Most lab panels arrive as a wall of numbers, abbreviations, and “out of range” red flags. After working with a few hundred user-uploaded panels and our medical advisor, here’s how we think about reading one.
The four numbers that matter most
For someone training hard, these are the markers worth paying attention to first:
- Ferritin — your body’s iron stores. Low ferritin slows recovery and tanks endurance long before you’d notice it in the gym. Common in vegetarians, vegans, women, and high-volume endurance athletes.
- Vitamin D — affects mood, sleep, recovery, and bone density. Most people are deficient in winter regardless of latitude. Cheap to fix, easy to test.
- TSH (thyroid) — drives metabolic rate. Subclinical issues here can explain otherwise inexplicable fatigue, weight changes, or recovery problems.
- HbA1c — average blood sugar over the past three months. The earliest meaningful signal of insulin resistance, well before glucose levels look concerning.
There are dozens of other useful markers, but if you’re starting out, these four buy you the most information per dollar.
What “out of range” actually means
Reference ranges are calibrated for the general population. If the range says 12.0–17.5 g/dL for haemoglobin and you come back at 11.9, you’ll get a red flag — but that’s a 0.1 difference from someone “in range”. The ranges have hard edges; your biology doesn’t.
The rule we use: always look at the trend across panels, not a single reading. One reading is a snapshot; two readings is the start of a story.

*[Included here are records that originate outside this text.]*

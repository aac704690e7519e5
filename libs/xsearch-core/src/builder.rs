//! Query builder: accumulates typed search conditions and reduces them to a
//! query string or a human-readable description
//!
//! Conditions are stored as an ordered sequence of already-escaped grammar
//! fragments. Order is insertion order; the target grammar is a conjunction
//! of space-separated terms, so reordering would not change the matched
//! result set, but a single condition may carry internal OR-grouping and
//! must stay one atomic string.

use std::sync::Arc;

use chrono::Utc;
use tracing::{debug, warn};

use crate::config::SearchConfig;
use crate::error::{Result, SearchError};
use crate::grammar::{
    self, describe_condition, CARD_TYPES, SUPPORTED_LANGUAGES,
};
use crate::models::{
    CardTypeInfo, EmojiKind, EngagementType, HistoryEntry, KeywordOperator, KeywordOptions,
    LanguageInfo, LocationOptions, Suggestion, Template, TimeRangeOptions, TweetTypeOptions,
    UserConditionType, UserContext, ValidationReport,
};
use crate::storage::{KvStore, MemoryStore};
use crate::suggest::suggestions_for;
use crate::templates::builtin_templates;

/// Sentinel returned by `describe` when no conditions are set
pub const NO_CONDITIONS_DESCRIPTION: &str = "no search conditions";

/// Accumulator of search conditions with fluent mutators
///
/// A builder is created fresh per search-authoring session and owns its
/// condition sequence and history cache exclusively. All mutators append at
/// most one condition; only `reset`, `apply_template`, and
/// `load_from_history` replace the whole sequence.
pub struct QueryBuilder {
    conditions: Vec<String>,
    current_user: Option<UserContext>,
    search_history: Vec<HistoryEntry>,
    templates: Vec<Template>,
    store: Arc<dyn KvStore>,
    config: SearchConfig,
    id_seq: u64,
}

impl std::fmt::Debug for QueryBuilder {
    fn fmt(&self, f: &mut std::fmt::Formatter<'_>) -> std::fmt::Result {
        f.debug_struct("QueryBuilder")
            .field("conditions", &self.conditions)
            .field("current_user", &self.current_user)
            .field("history_len", &self.search_history.len())
            .field("config", &self.config)
            .finish_non_exhaustive()
    }
}
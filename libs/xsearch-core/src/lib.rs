//! XSearch Core - Query construction for the X advanced-search grammar
//!
//! This library turns structured search intent (keywords, user scoping,
//! time ranges, geo filters, engagement thresholds, card and media filters)
//! into a single valid query string for the platform's search endpoint, and
//! can describe a built query back to a human in natural language.
//!
//! # Features
//!
//! - **Fluent condition accumulation**: one mutator per condition category,
//!   each appending at most one atomic grammar term
//! - **Reducers**: `build` (query string), `describe` (human summary), and
//!   `validate` (over-constrained combination warnings)
//! - **Templates**: fixed presets that seed or replace the condition list
//! - **Suggestions**: static completion hints keyed on the input's sigil
//! - **History**: deduplicated, capped search history persisted through an
//!   injected key-value store
//!
//! # Quick Start
//!
//! ```
//! use xsearch_core::{KeywordOptions, QueryBuilder, UserConditionType};
//!
//! let mut builder = QueryBuilder::in_memory();
//! builder
//!     .add_user_condition("alice", UserConditionType::From)
//!     .add_hashtag("news")
//!     .add_language("en");
//!
//! assert_eq!(builder.build(), "from:alice #news lang:en");
//! assert_eq!(
//!     builder.describe(),
//!     "from user: alice, hashtag: #news, language: en"
//! );
//! assert!(builder.validate().is_valid);
//! ```
//!
//! Persistent sessions inject a [`KvStore`] and load history at
//! construction:
//!
//! ```no_run
//! use std::sync::Arc;
//! use xsearch_core::{JsonFileStore, QueryBuilder, SearchConfig};
//!
//! # async fn example() {
//! let config = SearchConfig::from_env();
//! let store = Arc::new(JsonFileStore::new(&config.storage_path));
//! let mut builder = QueryBuilder::load(store, config).await;
//! builder.add_hashtag("rust");
//! builder.save_to_history(Some("rust firehose")).await;
//! # }
//! ```

pub mod builder;
pub mod config;
pub mod error;
pub mod grammar;
pub mod models;
pub mod storage;
pub mod suggest;
pub mod templates;

pub use builder::{QueryBuilder, NO_CONDITIONS_DESCRIPTION};
pub use config::SearchConfig;
pub use error::{Result, SearchError};
pub use grammar::{
    describe_condition, is_supported_language, is_valid_filter, is_valid_include, CARD_TYPES,
    SUPPORTED_LANGUAGES, VALID_FILTERS, VALID_INCLUDES,
};
pub use models::{
    CardTypeInfo, EmojiKind, EngagementType, HistoryEntry, KeywordOperator, KeywordOptions,
    LanguageInfo, LocationOptions, Suggestion, SuggestionKind, Template, TimeRangeOptions,
    TweetTypeOptions, UserConditionType, UserContext, ValidationReport,
};
pub use storage::{JsonFileStore, KvStore, MemoryStore};
pub use suggest::suggestions_for;
pub use templates::builtin_templates;

/// Re-export commonly used types
pub use chrono::{DateTime, Utc};
pub use serde::{Deserialize, Serialize};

When to actually talk to a doctor
A single out-of-range value rarely means anything. Two consecutive panels showing the same drift is worth a conversation. If you see a 20%+ change in any marker between panels, talk to your GP — even if both readings are technically “in range”.
A reminder: this is not medical advice. OmniF is a training tool, not a clinical service. We help you see your data clearly; your doctor helps you decide what to do about it.